Asimov’s Editor: What is the setting of “The Fifteenth Saint”? Is this story part of a larger universe, or is it stand-alone?
Ursula Whitcher: “The Fifteenth Saint” takes place on the far-distant planet of Nakharat. That’s the same setting as several of my other published stories, including “The Last Tutor,” which came out in Asimov’s in 2022. But “Fifteenth Saint” is set quite a few years earlier than “Last Tutor”: the characters and situations stand alone!

AE: What was the inspiration for this piece?
UW: The spark for this story is extremely erudite—maybe that’s fitting for a piece involving a judge obsessed with poetry! In his dissertation on the early modern Ottoman empire, Jonathan Parkes Allen describes a sprawling book written by a sixteenth-century Sufi mystic and equipped with a marvelous technology: an index. By consulting the index, a reader could find whichever piece of the holy man’s advice was most relevant to their specific problem. The book simulated the mind of the saint.
I loved the way Allen’s analysis highlighted the disruptive potential of the lowly index, a technology we take for granted. I also knew that my far-future Nakhorians were intensely suspicious of certain technologies—specifically artificial intelligence, which they viewed as destructive and amoral. I wondered how they would respond to a simulation of a saint.
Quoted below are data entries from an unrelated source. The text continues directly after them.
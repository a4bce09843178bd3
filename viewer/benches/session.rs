use chessview::options::parse_moves;
use chessview::{GameSession, ManualScheduler, Navigator, Rules, StartPosition};
use chessview_board::MemoryBoard;
use criterion::{black_box, criterion_group, criterion_main, Criterion};
use std::time::Duration;

const GAMES: [(&str, &str, &str); 4] = [
    (
        "opera",
        "standard",
        "1. e4 e5 2. Nf3 d6 3. d4 Bg4 4. dxe5 Bxf3 5. Qxf3 dxe5 6. Bc4 Nf6 7. Qb3 Qe7 \
         8. Nc3 c6 9. Bg5 b5 10. Nxb5 cxb5 11. Bxb5+ Nbd7 12. O-O-O Rd8 13. Rxd7 Rxd7 \
         14. Rd1 Qe6 15. Bxd7+ Nxd7 16. Qb8+ Nxb8 17. Rd8#",
    ),
    (
        "immortal",
        "standard",
        "1. e4 e5 2. f4 exf4 3. Bc4 Qh4+ 4. Kf1 b5 5. Bxb5 Nf6 6. Nf3 Qh6 7. d3 Nh5 \
         8. Nh4 Qg5 9. Nf5 c6 10. g4 Nf6 11. Rg1 cxb5 12. h4 Qg6 13. h5 Qg5 14. Qf3 Ng8 \
         15. Bxf4 Qf6 16. Nc3 Bc5 17. Nd5 Qxb2 18. Bd6 Bxg1 19. e5 Qxa1+ 20. Ke2 Na6 \
         21. Nxg7+ Kd8 22. Qf6+ Nxf6 23. Be7#",
    ),
    (
        "en_passant",
        "standard",
        "1. e4 Nf6 2. e5 d5 3. exd6 exd6 4. d4 Be7 5. d5 c5 6. dxc6 Nxc6 7. a4 a6 \
         8. a5 b5 9. axb6 Qxb6 10. h4 g5 11. hxg5 Rg8 12. gxf6 Bxf6",
    ),
    (
        "crazyhouse",
        "crazyhouse",
        "1. e4 d5 2. exd5 Qxd5 3. Nc3 Qe6+ 4. Qe2 Qxe2+ 5. Bxe2 Q@e4 6. P@d5 Qxg2 \
         7. Bf3 Qg6 8. Q@e4 Qxe4+ 9. Bxe4 P@e3",
    ),
];

fn games() -> impl Iterator<Item = (&'static str, Navigator)> {
    GAMES.iter().map(|&(name, variant, moves)| {
        let start = StartPosition::initial(Rules::from_name(variant).unwrap());
        (name, Navigator::new(start, parse_moves(moves)))
    })
}

fn bench_step_forward(c: &mut Criterion) {
    let mut group = c.benchmark_group("step_forward");
    for (name, nav) in games() {
        group.bench_function(name, |b| {
            b.iter(|| {
                let board = MemoryBoard::with_animation(Duration::ZERO);
                let mut session = GameSession::new(nav.clone(), board, ManualScheduler::new());
                while session.step_forward(None, true) {}
                black_box(session.current_move())
            })
        });
    }
}

fn bench_step_backward(c: &mut Criterion) {
    let mut group = c.benchmark_group("step_backward");
    for (name, nav) in games() {
        group.bench_function(name, |b| {
            b.iter(|| {
                let board = MemoryBoard::with_animation(Duration::ZERO);
                let mut session = GameSession::new(nav.clone(), board, ManualScheduler::new());
                session.go_to_last();
                while session.step_backward() {}
                black_box(session.current_move())
            })
        });
    }
}

fn bench_jump(c: &mut Criterion) {
    let mut group = c.benchmark_group("jump");
    for (name, mut nav) in games() {
        let len = nav.reachable_len();
        group.bench_function(name, |b| {
            b.iter(|| {
                for idx in 0..=len {
                    black_box(nav.jump(idx));
                }
            })
        });
    }
}

criterion_group!(session, bench_step_forward, bench_step_backward, bench_jump);

criterion_main!(session);
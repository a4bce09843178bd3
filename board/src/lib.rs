//! # Board widget types for chessview
//!
//! This is an auxiliary crate for `chessview`. It describes the board as a widget sees it: squares named
//! `a1` ... `h8`, pieces with a role, a color and a promoted flag, and the calls that mutate the board.
//!
//! It doesn't know anything about chess rules, so widget implementations can depend on it alone.

pub mod pieces;
pub mod types;
pub mod widget;

pub use pieces::{Changes, Pieces, PlacementParseError};
pub use types::{Color, File, Key, LastMove, Piece, Rank, Role};
pub use widget::{BoardState, BoardWidget, Dests, MemoryBoard, Shape, WidgetCall};
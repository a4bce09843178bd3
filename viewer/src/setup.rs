//! Starting positions
//!
//! A game starts either from the default position of its variant or from a FEN. Block options
//! are forgiving: a bad FEN or an unknown variant falls back to a default and only logs a
//! warning. PGN headers use the strict constructors and report errors instead.

use crate::adapt;

use chessview_board::{Key, LastMove};
use shakmaty::fen::{Fen, ParseFenError};
use shakmaty::variant::{Variant, VariantPosition};
use shakmaty::CastlingMode;
use thiserror::Error;
use tracing::warn;

#[derive(Debug, Error)]
pub enum FenError {
    #[error("cannot parse FEN: {0}")]
    Parse(#[from] ParseFenError),
    #[error("illegal position: {0}")]
    Position(String),
}

#[derive(Debug, Clone, Error, Eq, PartialEq)]
#[error("unknown variant {0:?}")]
pub struct VariantError(pub String);

/// Rules a game is played by
#[derive(Debug, Copy, Clone, PartialEq, Eq)]
pub struct Rules {
    pub variant: Variant,
    pub castling: CastlingMode,
}

impl Rules {
    pub const STANDARD: Rules = Rules {
        variant: Variant::Chess,
        castling: CastlingMode::Standard,
    };

    /// Parses a variant name, as written in block options or in the PGN `Variant` header
    ///
    /// Names are case-insensitive, and spaces, dashes and underscores are ignored, so
    /// `King of the Hill` and `kingofthehill` mean the same.
    pub fn from_name(name: &str) -> Result<Rules, VariantError> {
        let norm: String = name
            .chars()
            .filter(|c| !matches!(c, ' ' | '-' | '_'))
            .map(|c| c.to_ascii_lowercase())
            .collect();
        let variant = match norm.as_str() {
            "" | "standard" | "chess" | "fromposition" => Variant::Chess,
            "chess960" | "fischerandom" | "fischerrandom" => {
                return Ok(Rules {
                    variant: Variant::Chess,
                    castling: CastlingMode::Chess960,
                })
            }
            "crazyhouse" | "zh" => Variant::Crazyhouse,
            "atomic" => Variant::Atomic,
            "antichess" | "giveaway" => Variant::Antichess,
            "kingofthehill" | "koth" => Variant::KingOfTheHill,
            "threecheck" | "3check" => Variant::ThreeCheck,
            "racingkings" => Variant::RacingKings,
            "horde" => Variant::Horde,
            _ => return Err(VariantError(name.to_string())),
        };
        Ok(Rules {
            variant,
            castling: CastlingMode::Standard,
        })
    }

    /// Same as [`Rules::from_name()`], but falls back to standard chess
    pub fn from_name_or_standard(name: Option<&str>) -> Rules {
        match name.map(Rules::from_name) {
            None => Rules::STANDARD,
            Some(Ok(rules)) => rules,
            Some(Err(e)) => {
                warn!(error = %e, "falling back to standard chess");
                Rules::STANDARD
            }
        }
    }

    pub fn default_position(&self) -> VariantPosition {
        VariantPosition::new(self.variant)
    }

    pub fn position_from_fen(&self, fen: &str) -> Result<VariantPosition, FenError> {
        let setup = Fen::from_ascii(fen.trim().as_bytes())?.into_setup();
        VariantPosition::from_setup(self.variant, setup, self.castling)
            .map_err(|e| FenError::Position(e.to_string()))
    }
}

impl Default for Rules {
    fn default() -> Self {
        Rules::STANDARD
    }
}

/// Position the game starts from
#[derive(Debug, Clone)]
pub struct StartPosition {
    position: VariantPosition,
    last_move: Option<LastMove>,
}

impl StartPosition {
    pub fn new(position: VariantPosition, last_move: Option<LastMove>) -> Self {
        StartPosition {
            position,
            last_move,
        }
    }

    pub fn initial(rules: Rules) -> Self {
        Self::new(rules.default_position(), None)
    }

    /// Builds the start position from block options
    ///
    /// A FEN which cannot be used is replaced with the default position of the variant.
    /// `last_move` may be any text, the first two squares found in it are highlighted.
    pub fn from_options(rules: Rules, fen: Option<&str>, last_move: Option<&str>) -> Self {
        let position = match fen {
            Some(fen) => rules.position_from_fen(fen).unwrap_or_else(|e| {
                warn!(error = %e, fen, "falling back to the default position");
                rules.default_position()
            }),
            None => rules.default_position(),
        };
        Self::new(position, last_move.and_then(parse_last_move))
    }

    /// Replaces the highlight shown before the first move
    pub fn with_last_move(self, last_move: Option<LastMove>) -> Self {
        StartPosition { last_move, ..self }
    }

    pub fn position(&self) -> &VariantPosition {
        &self.position
    }

    pub fn last_move(&self) -> Option<LastMove> {
        self.last_move
    }

    pub fn fen(&self) -> String {
        adapt::fen(&self.position)
    }
}

impl Default for StartPosition {
    fn default() -> Self {
        Self::initial(Rules::STANDARD)
    }
}

/// Collects squares from free text: every file letter followed later by a rank digit
///
/// Characters between them are skipped, so `e2-e4`, `e2 e4` and `E2E4` give the same squares.
pub fn parse_squares(line: &str) -> Vec<Key> {
    let mut res = Vec::new();
    let mut file = None;
    for c in line.chars() {
        match file {
            None => file = chessview_board::File::from_char(c.to_ascii_lowercase()),
            Some(f) => {
                if let Some(rank) = chessview_board::Rank::from_char(c) {
                    res.push(Key::from_parts(f, rank));
                    file = None;
                }
            }
        }
    }
    res
}

pub fn parse_last_move(line: &str) -> Option<LastMove> {
    match parse_squares(line)[..] {
        [from, to, ..] => Some(LastMove(from, to)),
        _ => None,
    }
}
AE: The protagonist of “The Fifteenth Saint” is named Sannali Emenev, but some characters call him Sani or Nalek. What’s with all the different nicknames?
UW: If Tolstoy’s characters can have a stack of different names, so can mine! But more specifically, the man Emenev is in love with calls him Sani, while Emenev’s family calls him Nalek. Nalek is the normal Nakhorian nickname for a boy named Sannali; Emenev’s family has used it ever since he was a little kid. Sani is a gender-neutral nickname, and by using it, Emenev’s friend acknowledges that Emenev’s approach to gender and sexuality is more complex than one might guess from his very conventional public presentation.

AE: It sounds like you do a lot of research for your writing. What’s the most surprising piece of research that went into “The Fifteenth Saint”?
UW: I learned that nobody manufactures snow tires for buses! I replayed the same thirty seconds of a news story on Montreal bus maintenance on a loop, watching city workers adapt tire surfaces for winter weather and imagining how the process would look different with lots more robots.

AE: The artificially intelligent book in “Fifteenth Saint” often quotes poetry. What’s your favorite poetic form?
UW: I’ve never met a poetic form I didn’t enjoy, from Latin hexameters to iamb patterns inspired by Yoon Ha Lee’s dystopian hexarchate. But one of the forms that has most fascinated me in recent years is the duplex, an English form involving cascading couplets that Jericho Brown invented after experimenting with ghazals. I first encountered the duplex in a poem that ends:

What’s yours at home is a wolf in my city.
You can’t accuse me of sleeping with a man.



AE: A fraught, queer relationship and hints of the supernatural—I can see why this poem resonated with you! What other poetry have you been enjoying recently?
UW: I really enjoyed Alycia Pirmohamed’s collection Another Way to Split Water, especially the poem “Meditation While Plaiting My Hair.”


There are ways in which fiction can feel more personal than math—but I never have to worry that a fictional lemma will be false!



AE: In an earlier interview, you mentioned Le Guin as an influence. What other science fiction writers are major influences on your work?
UW: When I was twelve or so, I read and re-read R.A. MacAvoy without knowing how to explain why: her books weren’t conventionally escapist in a way I recognized, and there were definitely pieces I was too young to understand. I think some of MacAvoy’s meditative approach from books like Tea with the Black Dragon seeps into “The Fifteenth Saint.”
On a more recent re-read of C.J. Cherryh’s Downbelow Station, I was startled by her invocation of “the Deep”! In Cherryh’s work, the Deep is the parts of the galaxy that aren’t well-traveled, while in the universe of Nakharat it’s a different kind of space that enables faster-than-light travel. But I unconsciously picked up on Cherryh’s use of the Deep for symbolic effect!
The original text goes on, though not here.